++++ RECORDS SUPPLIED
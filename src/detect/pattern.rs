//! Pattern-based detection - finds entities via regex patterns only.
//!
//! The bundled reference implementation of [`Detector`]. It recognizes
//! entities by their format:
//! - Links: `https?://...` and scheme-less `www.` addresses
//! - Phone numbers: US and international formats
//! - Postal addresses: street lines with optional city/state/zip tails
//!
//! Detection grammars with real language models can replace this by
//! implementing [`Detector`] themselves.

use crate::detect::pattern_config::PATTERNS;
use crate::{AddressFields, Detector, EntityKind, Error, MatchFields, RawMatch, Result};

/// Regex-based entity detection over a selectable set of kinds.
///
/// Within a single pass, patterns are applied in precedence order and a
/// claimed range is never matched twice, so the returned matches are
/// non-overlapping.
#[derive(Debug, Clone)]
pub struct PatternDetector {
    kinds: Vec<EntityKind>,
}

impl PatternDetector {
    /// Detector for all entity kinds.
    #[must_use]
    pub fn new() -> Self {
        Self {
            kinds: EntityKind::all().to_vec(),
        }
    }

    /// Detector for a subset of entity kinds.
    ///
    /// Duplicate kinds are ignored. An empty selection is a configuration
    /// error: there would be nothing to scan for.
    pub fn for_kinds(kinds: &[EntityKind]) -> Result<Self> {
        if kinds.is_empty() {
            return Err(Error::config("no entity kinds selected"));
        }
        let mut selected = Vec::new();
        for &kind in kinds {
            if !selected.contains(&kind) {
                selected.push(kind);
            }
        }
        Ok(Self { kinds: selected })
    }

    /// The kinds this detector scans for.
    #[must_use]
    pub fn kinds(&self) -> &[EntityKind] {
        &self.kinds
    }
}

impl Default for PatternDetector {
    fn default() -> Self {
        Self::new()
    }
}

impl Detector for PatternDetector {
    fn detect(&self, text: &str) -> Result<Vec<RawMatch>> {
        let mut matches: Vec<RawMatch> = Vec::new();

        for def in PATTERNS.iter() {
            if !self.kinds.contains(&def.kind) {
                continue;
            }

            match def.kind {
                EntityKind::Link => {
                    for m in def.regex.find_iter(text) {
                        let trimmed = trim_url(m.as_str());
                        if trimmed.is_empty() {
                            continue;
                        }
                        let end = m.start() + trimmed.len();
                        if claimed(&matches, m.start(), end) {
                            continue;
                        }
                        let url = if has_www_prefix(trimmed) {
                            // NSDataDetector-style resolution of scheme-less
                            // web addresses
                            format!("http://{trimmed}")
                        } else {
                            trimmed.to_string()
                        };
                        matches.push(RawMatch::new(
                            MatchFields::Link { url: Some(url) },
                            m.start(),
                            end,
                            def.confidence,
                        ));
                    }
                }

                EntityKind::PhoneNumber => {
                    for m in def.regex.find_iter(text) {
                        if claimed(&matches, m.start(), m.end()) {
                            continue;
                        }
                        matches.push(RawMatch::new(
                            MatchFields::Phone {
                                number: Some(dialable(m.as_str())),
                            },
                            m.start(),
                            m.end(),
                            def.confidence,
                        ));
                    }
                }

                EntityKind::Address => {
                    for caps in def.regex.captures_iter(text) {
                        let Some(whole) = caps.get(0) else { continue };
                        if claimed(&matches, whole.start(), whole.end()) {
                            continue;
                        }
                        let fields = AddressFields {
                            street: caps.name("street").map(|g| g.as_str().to_string()),
                            city: caps.name("city").map(|g| g.as_str().to_string()),
                            state: caps.name("state").map(|g| g.as_str().to_string()),
                            zip: caps.name("zip").map(|g| g.as_str().to_string()),
                        };
                        matches.push(RawMatch::new(
                            MatchFields::Address(fields),
                            whole.start(),
                            whole.end(),
                            def.confidence,
                        ));
                    }
                }
            }
        }

        Ok(matches)
    }

    fn supported_kinds(&self) -> Vec<EntityKind> {
        self.kinds.clone()
    }

    fn is_available(&self) -> bool {
        true
    }

    fn name(&self) -> &'static str {
        "pattern"
    }

    fn description(&self) -> &'static str {
        "Regex-based detection (links, phone numbers, postal addresses)"
    }
}

/// Check if a span overlaps a range already claimed by an earlier pattern.
fn claimed(matches: &[RawMatch], start: usize, end: usize) -> bool {
    matches.iter().any(|m| !(end <= m.start || start >= m.end))
}

/// Strip trailing punctuation that sentence context glues onto URLs.
///
/// A closing parenthesis is kept only when the URL body contains a matching
/// opening one (Wikipedia-style paths).
fn trim_url(raw: &str) -> &str {
    let mut url = raw.trim_end_matches(['.', ',', ';', ':', '!', '?']);
    while url.ends_with(')') {
        let opens = url.matches('(').count();
        let closes = url.matches(')').count();
        if closes <= opens {
            break;
        }
        url = url[..url.len() - 1].trim_end_matches(['.', ',', ';', ':', '!', '?']);
    }
    url
}

fn has_www_prefix(url: &str) -> bool {
    url.get(..4).is_some_and(|p| p.eq_ignore_ascii_case("www."))
}

/// Reduce a matched phone span to its dialable form: digits, plus a
/// leading `+` when present.
fn dialable(raw: &str) -> String {
    let mut out = String::with_capacity(raw.len());
    for (i, c) in raw.chars().enumerate() {
        if c.is_ascii_digit() || (c == '+' && i == 0) {
            out.push(c);
        }
    }
    out
}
++++++++
**WHAT TO PRODUCE:** Each line of the data should be reproduced exactly as it appears.

**WRITTEN RESPONSE:**
filename src/detect/pattern.rs
//! Pattern-based detection - finds entities via regex patterns only.
//!
//! The bundled reference implementation of [`Detector`]. It recognizes
//! entities by their format:
//! - Links: `https?://...` and scheme-less `www.` addresses
//! - Phone numbers: US and international formats
//! - Postal addresses: street lines with optional city/state/zip tails
//!
//! Detection grammars with real language models can replace this by
//! implementing [`Detector`] themselves.

use crate::detect::pattern_config::PATTERNS;
use crate::{AddressFields, Detector, EntityKind, Error, MatchFields, RawMatch, Result};

/// Regex-based entity detection over a selectable set of kinds.
///
/// Within a single pass, patterns are applied in precedence order and a
/// claimed range is never matched twice, so the returned matches are
/// non-overlapping.
#[derive(Debug, Clone)]
pub struct PatternDetector {
    kinds: Vec<EntityKind>,
}

impl PatternDetector {
    /// Detector for all entity kinds.
    #[must_use]
    pub fn new() -> Self {
        Self {
            kinds: EntityKind::all().to_vec(),
        }
    }

    /// Detector for a subset of entity kinds.
    ///
    /// Duplicate kinds are ignored. An empty selection is a configuration
    /// error: there would be nothing to scan for.
    pub fn for_kinds(kinds: &[EntityKind]) -> Result<Self> {
        if kinds.is_empty() {
            return Err(Error::config("no entity kinds selected"));
        }
        let mut selected = Vec::new();
        for &kind in kinds {
            if !selected.contains(&kind) {
                selected.push(kind);
            }
        }
        Ok(Self { kinds: selected })
    }

    /// The kinds this detector scans for.
    #[must_use]
    pub fn kinds(&self) -> &[EntityKind] {
        &self.kinds
    }
}

impl Default for PatternDetector {
    fn default() -> Self {
        Self::new()
    }
}

impl Detector for PatternDetector {
    fn detect(&self, text: &str) -> Result<Vec<RawMatch>> {
        let mut matches: Vec<RawMatch> = Vec::new();

        for def in PATTERNS.iter() {
            if !self.kinds.contains(&def.kind) {
                continue;
            }

            match def.kind {
                EntityKind::Link => {
                    for m in def.regex.find_iter(text) {
                        let trimmed = trim_url(m.as_str());
                        if trimmed.is_empty() {
                            continue;
                        }
                        let end = m.start() + trimmed.len();
                        if claimed(&matches, m.start(), end) {
                            continue;
                        }
                        let url = if has_www_prefix(trimmed) {
                            // NSDataDetector-style resolution of scheme-less
                            // web addresses
                            format!("http://{trimmed}")
                        } else {
                            trimmed.to_string()
                        };
                        matches.push(RawMatch::new(
                            MatchFields::Link { url: Some(url) },
                            m.start(),
                            end,
                            def.confidence,
                        ));
                    }
                }

                EntityKind::PhoneNumber => {
                    for m in def.regex.find_iter(text) {
                        if claimed(&matches, m.start(), m.end()) {
                            continue;
                        }
                        matches.push(RawMatch::new(
                            MatchFields::Phone {
                                number: Some(dialable(m.as_str())),
                            },
                            m.start(),
                            m.end(),
                            def.confidence,
                        ));
                    }
                }

                EntityKind::Address => {
                    for caps in def.regex.captures_iter(text) {
                        let Some(whole) = caps.get(0) else { continue };
                        if claimed(&matches, whole.start(), whole.end()) {
                            continue;
                        }
                        let fields = AddressFields {
                            street: caps.name("street").map(|g| g.as_str().to_string()),
                            city: caps.name("city").map(|g| g.as_str().to_string()),
                            state: caps.name("state").map(|g| g.as_str().to_string()),
                            zip: caps.name("zip").map(|g| g.as_str().to_string()),
                        };
                        matches.push(RawMatch::new(
                            MatchFields::Address(fields),
                            whole.start(),
                            whole.end(),
                            def.confidence,
                        ));
                    }
                }
            }
        }

        Ok(matches)
    }

    fn supported_kinds(&self) -> Vec<EntityKind> {
        self.kinds.clone()
    }

    fn is_available(&self) -> bool {
        true
    }

    fn name(&self) -> &'static str {
        "pattern"
    }

    fn description(&self) -> &'static str {
        "Regex-based detection (links, phone numbers, postal addresses)"
    }
}

/// Check if a span overlaps a range already claimed by an earlier pattern.
fn claimed(matches: &[RawMatch], start: usize, end: usize) -> bool {
    matches.iter().any(|m| !(end <= m.start || start >= m.end))
}

/// Strip trailing punctuation that sentence context glues onto URLs.
///
/// A closing parenthesis is kept only when the URL body contains a matching
/// opening one (Wikipedia-style paths).
fn trim_url(raw: &str) -> &str {
    let mut url = raw.trim_end_matches(['.', ',', ';', ':', '!', '?']);
    while url.ends_with(')') {
        let opens = url.matches('(').count();
        let closes = url.matches(')').count();
        if closes <= opens {
            break;
        }
        url = url[..url.len() - 1].trim_end_matches(['.', ',', ';', ':', '!', '?']);
    }
    url
}

fn has_www_prefix(url: &str) -> bool {
    url.get(..4).is_some_and(|p| p.eq_ignore_ascii_case("www."))
}

/// Reduce a matched phone span to its dialable form: digits, plus a
/// leading `+` when present.
fn dialable(raw: &str) -> String {
    let mut out = String::with_capacity(raw.len());
    for (i, c) in raw.chars().enumerate() {
        if c.is_ascii_digit() || (c == '+' && i == 0) {
            out.push(c);
        }
    }
    out
}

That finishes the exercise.